One day, I can’t remember when it was. I think it was toward the end of April, I came in to work and I saw my colleague, the one with the extra heavy promotion binders, crying in the doorway of our Department’s Office… “I’m not getting the promotion,” she said. I was dumbfounded! “What happened?” I asked quietly. “A technicality, a form with the wrong heading … one piece of paper, and they won’t even let me change it…” I felt so bad for her…I did! “You have to appeal! It’s not fair!” I commented, totally irritated by the ridiculousness of the whole thing. But no matter what she did, the committees did not allow the change and she was irrevocably disqualified to apply for promotion this year. She would have to turn in the three binders next year again.
A few weeks went by. I got busy with the end-of-the-semester preparations, so I stopped thinking about the promotion. The first week of May went by. We celebrated Grant’s fourteen birthday and then boom! There was a crack on the floor. Dan lost his job…

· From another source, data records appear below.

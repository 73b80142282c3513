//! HTTP transport for the crawler registry
//!
//! | Route | Effect |
//! |-------|--------|
//! | `POST /crawlers/:site/start` | start a crawl, JSON ack |
//! | `POST /crawlers/:site/stop` | stop a crawl, JSON ack |
//! | `GET /crawlers/:site` | encoded [`crate::tree::TreeListing`], `204` if unknown |
//! | `GET /crawlers` | JSON list of known sites |

mod routes;

use crate::crawler::CrawlerRegistry;
use crate::{Result, SitetreeError};
use axum::{
    routing::{get, post},
    Router,
};
use serde::{Deserialize, Serialize};
use std::future::Future;
use std::sync::Arc;
use tokio::net::TcpListener;
use tower_http::trace::TraceLayer;

/// Acknowledgement returned by start and stop
#[derive(Debug, Clone, PartialEq, Eq, Serialize, Deserialize)]
pub struct Reply {
    pub message: String,
}

impl Reply {
    pub fn new(message: impl Into<String>) -> Self {
        Self {
            message: message.into(),
        }
    }
}

/// Body of `GET /crawlers`
#[derive(Debug, Clone, PartialEq, Eq, Serialize, Deserialize)]
pub struct SitesReply {
    pub sites: Vec<String>,
}

/// Builds the API router around a registry
pub fn router(registry: Arc<CrawlerRegistry>) -> Router {
    Router::new()
        .route("/crawlers", get(routes::list_sites))
        .route("/crawlers/:site", get(routes::list_tree))
        .route("/crawlers/:site/start", post(routes::start_crawler))
        .route("/crawlers/:site/stop", post(routes::stop_crawler))
        .layer(TraceLayer::new_for_http())
        .with_state(registry)
}

/// Serves the API on `listener` until `shutdown` resolves, then stops every crawl
pub async fn serve<F>(registry: Arc<CrawlerRegistry>, listener: TcpListener, shutdown: F) -> Result<()>
where
    F: Future<Output = ()> + Send + 'static,
{
    let addr = listener.local_addr()?;
    tracing::info!("Crawler server listening on {}", addr);

    axum::serve(listener, router(Arc::clone(&registry)))
        .with_graceful_shutdown(shutdown)
        .await
        .map_err(|e| SitetreeError::Server(e.to_string()))?;

    tracing::info!("Server shut down, stopping crawls");
    registry.shutdown().await;
    Ok(())
}
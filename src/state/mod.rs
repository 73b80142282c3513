//! State module for tracking crawl progress
//!
//! - `CrawlStatus`: lifecycle of one crawl session (created, running, and its
//!   terminal outcomes)

mod crawl_status;

pub use crawl_status::CrawlStatus;
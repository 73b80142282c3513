//! Configuration module for Sitetree
//!
//! This module handles loading, parsing, and validating TOML configuration files.
//!
//! # Example
//!
//! ```no_run
//! use sitetree::config::load_config;
//! use std::path::Path;
//!
//! let config = load_config(Path::new("sitetree.toml")).unwrap();
//! println!("Each crawl will run {} workers", config.crawler.workers);
//! ```

mod parser;
mod types;
mod validation;

// Re-export types
pub use types::{Config, CrawlerConfig, ServerConfig, UserAgentConfig};

// Re-export parser functions
pub use parser::{compute_config_hash, load_config, load_config_with_hash, parse_config};
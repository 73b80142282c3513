//! HTTP fetcher for the discovery producer
//!
//! This module handles all HTTP requests made while walking a site:
//! - Building the shared client with the configured user agent and timeout
//! - GET requests with bounded redirect following
//! - Content-Type filtering (only HTML is expanded for links)
//! - Error classification for logging

use crate::config::{CrawlerConfig, UserAgentConfig};
use reqwest::{redirect::Policy, Client};
use std::time::Duration;

/// Maximum redirect hops followed for a single visit
const MAX_REDIRECTS: usize = 10;

/// Result of a fetch operation
#[derive(Debug)]
pub enum FetchResult {
    /// Successfully fetched an HTML page
    Success {
        /// Final URL after redirects
        final_url: String,
        /// HTTP status code
        status_code: u16,
        /// Page body content
        body: String,
    },

    /// Page is not HTML (Content-Type mismatch)
    ContentMismatch {
        /// The actual Content-Type received
        content_type: String,
    },

    /// Server answered with a non-success status
    HttpError {
        /// The HTTP status code
        status_code: u16,
    },

    /// Network error (connection refused, timeout, etc.)
    NetworkError {
        /// Error description
        error: String,
    },
}

impl FetchResult {
    /// Short description of a failed fetch, for logs and failure reasons
    pub fn describe(&self) -> String {
        match self {
            Self::Success { status_code, .. } => format!("HTTP {}", status_code),
            Self::ContentMismatch { content_type } => {
                format!("Expected HTML, got {}", content_type)
            }
            Self::HttpError { status_code } => format!("HTTP {}", status_code),
            Self::NetworkError { error } => error.clone(),
        }
    }
}

/// Builds the HTTP client shared by all visits of a discovery producer
///
/// The User-Agent is formatted as `Name/Version (+ContactURL; ContactEmail)`.
///
/// # Example
///
/// ```no_run
/// use sitetree::config::{CrawlerConfig, UserAgentConfig};
/// use sitetree::crawler::build_http_client;
///
/// let user_agent = UserAgentConfig {
///     crawler_name: "sitetree".to_string(),
///     crawler_version: "0.1.0".to_string(),
///     contact_url: "https://example.com/about".to_string(),
///     contact_email: "admin@example.com".to_string(),
/// };
///
/// let client = build_http_client(&user_agent, &CrawlerConfig::default()).unwrap();
/// ```
pub fn build_http_client(
    user_agent: &UserAgentConfig,
    crawler: &CrawlerConfig,
) -> Result<Client, reqwest::Error> {
    Client::builder()
        .user_agent(user_agent.header_value())
        .timeout(Duration::from_secs(crawler.request_timeout_secs))
        .connect_timeout(Duration::from_secs(crawler.request_timeout_secs.min(10)))
        .redirect(Policy::limited(MAX_REDIRECTS))
        .gzip(true)
        .brotli(true)
        .build()
}

/// Fetches a URL and classifies the outcome
///
/// | Condition | Result |
/// |-----------|--------|
/// | 2xx with `text/html` | `Success` |
/// | 2xx with another Content-Type | `ContentMismatch` |
/// | Any other status | `HttpError` |
/// | Timeout, refused connection, body read failure | `NetworkError` |
pub async fn fetch_url(client: &Client, url: &str) -> FetchResult {
    let response = match client.get(url).send().await {
        Ok(response) => response,
        Err(e) => return classify_error(e),
    };

    let status = response.status();
    if !status.is_success() {
        return FetchResult::HttpError {
            status_code: status.as_u16(),
        };
    }

    let content_type = response
        .headers()
        .get(reqwest::header::CONTENT_TYPE)
        .and_then(|v| v.to_str().ok())
        .unwrap_or("")
        .to_string();

    if !content_type.contains("text/html") {
        return FetchResult::ContentMismatch { content_type };
    }

    let final_url = response.url().to_string();
    match response.text().await {
        Ok(body) => FetchResult::Success {
            final_url,
            status_code: status.as_u16(),
            body,
        },
        Err(e) => classify_error(e),
    }
}

fn classify_error(e: reqwest::Error) -> FetchResult {
    let error = if e.is_timeout() {
        "Request timeout".to_string()
    } else if e.is_connect() {
        "Connection refused".to_string()
    } else if e.is_redirect() {
        format!("Too many redirects (limit {})", MAX_REDIRECTS)
    } else {
        e.to_string()
    };

    FetchResult::NetworkError { error }
}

Although it was not completely surprising, it was utterly shocking. We began to make cuts to our budget as I wrapped up the semester and praised God for the summer class I would teach since that represented extra money. I also praised God for the way Dan manages our finances, which allows us to be debt free. I also praised God for the fact that Dan was finally free from a job that was toxic for him. I also praised God for the fact that losing this job has opened a door to a new adventure which may allow Dan to pursue what I’ve always believed is his true calling: teaching. But I can’t deny I also panicked.
A couple of weeks later we found out that unemployment benefits were denied. I was counting on that…
I kept praying for God to open and close all the necessary doors for Dan to find the path that will lead him to His will. The phone has remained silent. No job interviews… only a bunch of doors closing up on the one side, while on the other, the door to a graduate program seems to open wider and wider every day. I praise God for what appears to be a straight path. However, I can’t deny I’m still very nervous about finances. In the meantime, the sale of a piece of land I inherited from my Dad became final, providing the necessary funds for Dan to be able to go back to school without having to get into debt. Praise the Lord! But I can’t deny, I still fear.
The semester is over. I turned in my grades and shifted gears to get ready for the summer class I’m teaching. One afternoon I got home as Dan was sorting through the mail. In the pile there was a letter from the university. As usual, I immediately panicked. I grabbed the envelop in my hands and returned it to Dan unopened, thinking: I don’t know what it is, but whatever it is, it can’t be good. Dan opened it and began to read it. The letter was WAY too short, not a good sign:
“I have reviewed the information regarding your request for promotion and have received the recommendations of the appropriate persons. As the President’s designee, I am pleased to inform you that I have approved your promotion in rank from Assistant Professor to Associate professor effective at the beginning of the next academic year.
I offer my personal congratulations.”
We have just found out that according to the bylaws, only one faculty member per department can be promoted in any given year.
As the Lord of all committees in the world has spoken…the negative committee that lives in my head finally sits down in silence.